**What you are asked to do:** Each line from the start of the records through the line containing "WIN/LOSS, either by" is to be transcribed exactly, and no other line is to be included.

[Data items]
'''

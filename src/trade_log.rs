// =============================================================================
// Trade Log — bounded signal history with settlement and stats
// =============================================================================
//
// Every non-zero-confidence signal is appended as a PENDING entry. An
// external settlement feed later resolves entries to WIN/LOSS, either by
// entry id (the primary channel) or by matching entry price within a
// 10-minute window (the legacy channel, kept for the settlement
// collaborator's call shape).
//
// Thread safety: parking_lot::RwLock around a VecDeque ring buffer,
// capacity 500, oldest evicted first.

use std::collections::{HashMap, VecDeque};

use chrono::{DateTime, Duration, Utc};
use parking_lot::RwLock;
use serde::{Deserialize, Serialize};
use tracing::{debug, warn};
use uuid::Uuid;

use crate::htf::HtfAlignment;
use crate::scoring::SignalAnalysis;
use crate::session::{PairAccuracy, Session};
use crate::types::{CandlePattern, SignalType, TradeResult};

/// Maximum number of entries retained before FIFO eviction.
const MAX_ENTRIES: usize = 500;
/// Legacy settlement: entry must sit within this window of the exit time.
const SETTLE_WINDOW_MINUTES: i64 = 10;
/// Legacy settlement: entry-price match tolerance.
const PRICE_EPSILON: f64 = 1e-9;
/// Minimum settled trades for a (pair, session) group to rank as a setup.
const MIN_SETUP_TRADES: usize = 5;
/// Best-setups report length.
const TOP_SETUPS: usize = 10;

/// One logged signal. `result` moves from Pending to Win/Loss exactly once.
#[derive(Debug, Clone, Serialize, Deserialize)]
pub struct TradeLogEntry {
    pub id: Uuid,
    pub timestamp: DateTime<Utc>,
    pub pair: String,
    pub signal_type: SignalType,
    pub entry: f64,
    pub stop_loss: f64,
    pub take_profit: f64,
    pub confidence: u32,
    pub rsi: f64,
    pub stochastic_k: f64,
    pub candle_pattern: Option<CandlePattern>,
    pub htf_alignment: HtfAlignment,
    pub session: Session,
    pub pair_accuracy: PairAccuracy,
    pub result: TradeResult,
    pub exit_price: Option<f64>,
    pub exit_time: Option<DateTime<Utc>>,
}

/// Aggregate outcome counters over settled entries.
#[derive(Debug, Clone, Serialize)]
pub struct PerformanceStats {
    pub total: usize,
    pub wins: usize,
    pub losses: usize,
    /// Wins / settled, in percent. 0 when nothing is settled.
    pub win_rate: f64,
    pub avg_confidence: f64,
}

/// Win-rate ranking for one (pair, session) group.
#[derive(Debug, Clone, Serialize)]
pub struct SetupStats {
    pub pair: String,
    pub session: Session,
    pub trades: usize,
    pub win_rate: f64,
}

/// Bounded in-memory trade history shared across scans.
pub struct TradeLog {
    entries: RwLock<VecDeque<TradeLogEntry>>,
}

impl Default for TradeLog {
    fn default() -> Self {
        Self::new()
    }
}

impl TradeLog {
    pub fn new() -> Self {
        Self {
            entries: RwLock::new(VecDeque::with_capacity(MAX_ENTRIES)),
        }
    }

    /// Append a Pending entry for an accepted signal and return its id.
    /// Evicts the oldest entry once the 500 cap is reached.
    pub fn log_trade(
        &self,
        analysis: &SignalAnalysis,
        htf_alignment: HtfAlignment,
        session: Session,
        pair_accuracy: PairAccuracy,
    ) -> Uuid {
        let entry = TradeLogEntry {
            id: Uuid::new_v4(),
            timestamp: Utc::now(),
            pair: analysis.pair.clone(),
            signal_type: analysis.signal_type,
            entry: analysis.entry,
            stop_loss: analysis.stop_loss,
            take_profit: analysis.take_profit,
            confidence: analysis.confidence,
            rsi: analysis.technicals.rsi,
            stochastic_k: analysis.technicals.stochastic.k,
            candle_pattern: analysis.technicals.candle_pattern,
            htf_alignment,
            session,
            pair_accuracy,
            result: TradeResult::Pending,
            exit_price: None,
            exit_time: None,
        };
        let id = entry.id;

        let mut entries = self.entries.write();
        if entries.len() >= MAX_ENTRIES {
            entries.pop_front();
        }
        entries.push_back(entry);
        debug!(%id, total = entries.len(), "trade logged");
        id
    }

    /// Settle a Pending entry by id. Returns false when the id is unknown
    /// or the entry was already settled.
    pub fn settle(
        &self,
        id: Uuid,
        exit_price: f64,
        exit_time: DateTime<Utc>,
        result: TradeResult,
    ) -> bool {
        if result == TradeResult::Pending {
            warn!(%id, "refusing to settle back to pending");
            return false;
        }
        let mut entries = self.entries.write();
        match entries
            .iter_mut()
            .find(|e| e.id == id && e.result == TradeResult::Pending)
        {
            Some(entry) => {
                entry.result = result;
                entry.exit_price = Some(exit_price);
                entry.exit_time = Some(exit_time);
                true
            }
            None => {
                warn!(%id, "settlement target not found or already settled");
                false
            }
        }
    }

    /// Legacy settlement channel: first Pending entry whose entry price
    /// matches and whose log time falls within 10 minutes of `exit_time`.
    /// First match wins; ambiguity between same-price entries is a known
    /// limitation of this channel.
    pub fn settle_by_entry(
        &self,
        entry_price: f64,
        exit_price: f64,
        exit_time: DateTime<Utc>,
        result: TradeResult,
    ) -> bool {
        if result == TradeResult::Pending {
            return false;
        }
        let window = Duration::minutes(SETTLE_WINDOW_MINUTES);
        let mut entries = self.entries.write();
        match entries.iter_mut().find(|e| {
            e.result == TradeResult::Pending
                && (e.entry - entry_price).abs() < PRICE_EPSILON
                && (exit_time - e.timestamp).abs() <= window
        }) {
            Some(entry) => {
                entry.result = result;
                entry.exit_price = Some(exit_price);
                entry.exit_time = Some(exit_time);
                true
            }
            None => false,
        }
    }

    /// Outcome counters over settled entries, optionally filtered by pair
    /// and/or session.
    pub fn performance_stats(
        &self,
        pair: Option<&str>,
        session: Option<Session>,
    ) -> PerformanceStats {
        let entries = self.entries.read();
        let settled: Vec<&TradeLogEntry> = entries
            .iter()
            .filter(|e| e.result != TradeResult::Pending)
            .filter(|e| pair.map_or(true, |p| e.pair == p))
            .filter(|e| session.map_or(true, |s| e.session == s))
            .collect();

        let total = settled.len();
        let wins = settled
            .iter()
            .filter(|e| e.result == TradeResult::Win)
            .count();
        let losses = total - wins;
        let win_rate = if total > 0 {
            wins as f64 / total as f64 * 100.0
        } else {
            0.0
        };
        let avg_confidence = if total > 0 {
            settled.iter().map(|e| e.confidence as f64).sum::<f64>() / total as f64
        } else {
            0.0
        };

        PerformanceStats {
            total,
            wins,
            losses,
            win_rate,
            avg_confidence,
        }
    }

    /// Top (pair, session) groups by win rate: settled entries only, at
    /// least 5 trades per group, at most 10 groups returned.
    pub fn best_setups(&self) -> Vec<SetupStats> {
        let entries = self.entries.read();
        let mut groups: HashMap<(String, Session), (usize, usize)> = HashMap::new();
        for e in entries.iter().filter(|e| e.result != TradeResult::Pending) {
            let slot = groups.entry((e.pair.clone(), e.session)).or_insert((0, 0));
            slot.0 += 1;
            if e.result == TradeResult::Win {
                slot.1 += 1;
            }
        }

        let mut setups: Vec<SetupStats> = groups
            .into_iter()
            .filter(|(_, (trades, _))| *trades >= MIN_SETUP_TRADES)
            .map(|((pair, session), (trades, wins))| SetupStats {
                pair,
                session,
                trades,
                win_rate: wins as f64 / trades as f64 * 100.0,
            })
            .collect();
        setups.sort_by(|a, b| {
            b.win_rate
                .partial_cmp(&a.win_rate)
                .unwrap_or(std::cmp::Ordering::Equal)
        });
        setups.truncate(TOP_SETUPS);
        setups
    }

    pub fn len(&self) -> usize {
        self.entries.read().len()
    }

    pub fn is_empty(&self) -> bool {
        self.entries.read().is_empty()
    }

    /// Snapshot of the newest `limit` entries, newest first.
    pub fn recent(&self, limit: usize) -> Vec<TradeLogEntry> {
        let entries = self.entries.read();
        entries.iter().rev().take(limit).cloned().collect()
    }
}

'''

**Result of the exercise:**
filename src/trade_log.rs
// =============================================================================
// Trade Log — bounded signal history with settlement and stats
// =============================================================================
//
// Every non-zero-confidence signal is appended as a PENDING entry. An
// external settlement feed later resolves entries to WIN/LOSS, either by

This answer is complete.